How to complete this task –
Find every line in the records below that contains "ExtractionError", and copy it.

════

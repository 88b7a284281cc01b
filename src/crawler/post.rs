//! Post page extraction

use std::time::Duration;

use crate::config::SelectorConfig;
use crate::error::Result;
use crate::models::PostDetail;
use crate::render::{
    navigate_bounded, CancelToken, ExtractionSchema, Extracted, PageRenderer, ValueSource,
    WaitPolicy,
};
use crate::utils::error::ExtractionError;

/// Title placeholder for posts without a subject element
pub const NO_TITLE: &str = "제목 없음";

/// Body placeholder for posts with a missing or empty body
pub const NO_CONTENT: &str = "본문 없음";

const TITLE: &str = "title";
const CONTENT: &str = "content";
const COMMENTS: &str = "comments";

/// Extracts title, body and comments from a post page
#[derive(Debug, Clone)]
pub struct PostExtractor {
    schema: ExtractionSchema,
    timeout: Duration,
}

impl PostExtractor {
    /// # Errors
    ///
    /// Returns `ExtractionError::InvalidSelector` for a malformed selector
    pub fn new(
        selectors: &SelectorConfig,
        timeout: Duration,
    ) -> std::result::Result<Self, ExtractionError> {
        let schema = ExtractionSchema::new("post")
            .first(TITLE, &selectors.post_title, ValueSource::Text)?
            .first(CONTENT, &selectors.post_content, ValueSource::Text)?
            .all(COMMENTS, &selectors.comment, ValueSource::Text)?;

        Ok(Self { schema, timeout })
    }

    pub fn schema(&self) -> &ExtractionSchema {
        &self.schema
    }

    /// Load `post_url` and read its detail
    pub async fn extract<R>(
        &self,
        renderer: &mut R,
        cancel: &CancelToken,
        post_url: &str,
    ) -> Result<PostDetail>
    where
        R: PageRenderer + ?Sized,
    {
        navigate_bounded(
            renderer,
            post_url,
            WaitPolicy::DomContentLoaded,
            self.timeout,
            cancel,
        )
        .await?;

        let extracted = renderer.evaluate(&self.schema).await?;
        let detail = detail_from(&extracted);

        tracing::debug!(
            url = %post_url,
            comments = detail.comments.len(),
            "Post extracted"
        );
        Ok(detail)
    }
}

/// Apply placeholders and trimming to an evaluated post schema
pub fn detail_from(extracted: &Extracted) -> PostDetail {
    let title = extracted
        .first(TITLE)
        .map(str::trim)
        .filter(|t| !t.is_empty())
        .unwrap_or(NO_TITLE)
        .to_string();

    let content = extracted
        .first(CONTENT)
        .map(str::trim)
        .filter(|c| !c.is_empty())
        .unwrap_or(NO_CONTENT)
        .to_string();

    // Empty comment nodes stay as distinct entries
    let comments = extracted
        .all(COMMENTS)
        .iter()
        .map(|c| c.trim().to_string())
        .collect();

    PostDetail {
        title,
        content,
        comments,
    }
}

════

Task answer –
use crate::utils::error::ExtractionError;
    /// Returns `ExtractionError::InvalidSelector` for a malformed selector
    ) -> std::result::Result<Self, ExtractionError> {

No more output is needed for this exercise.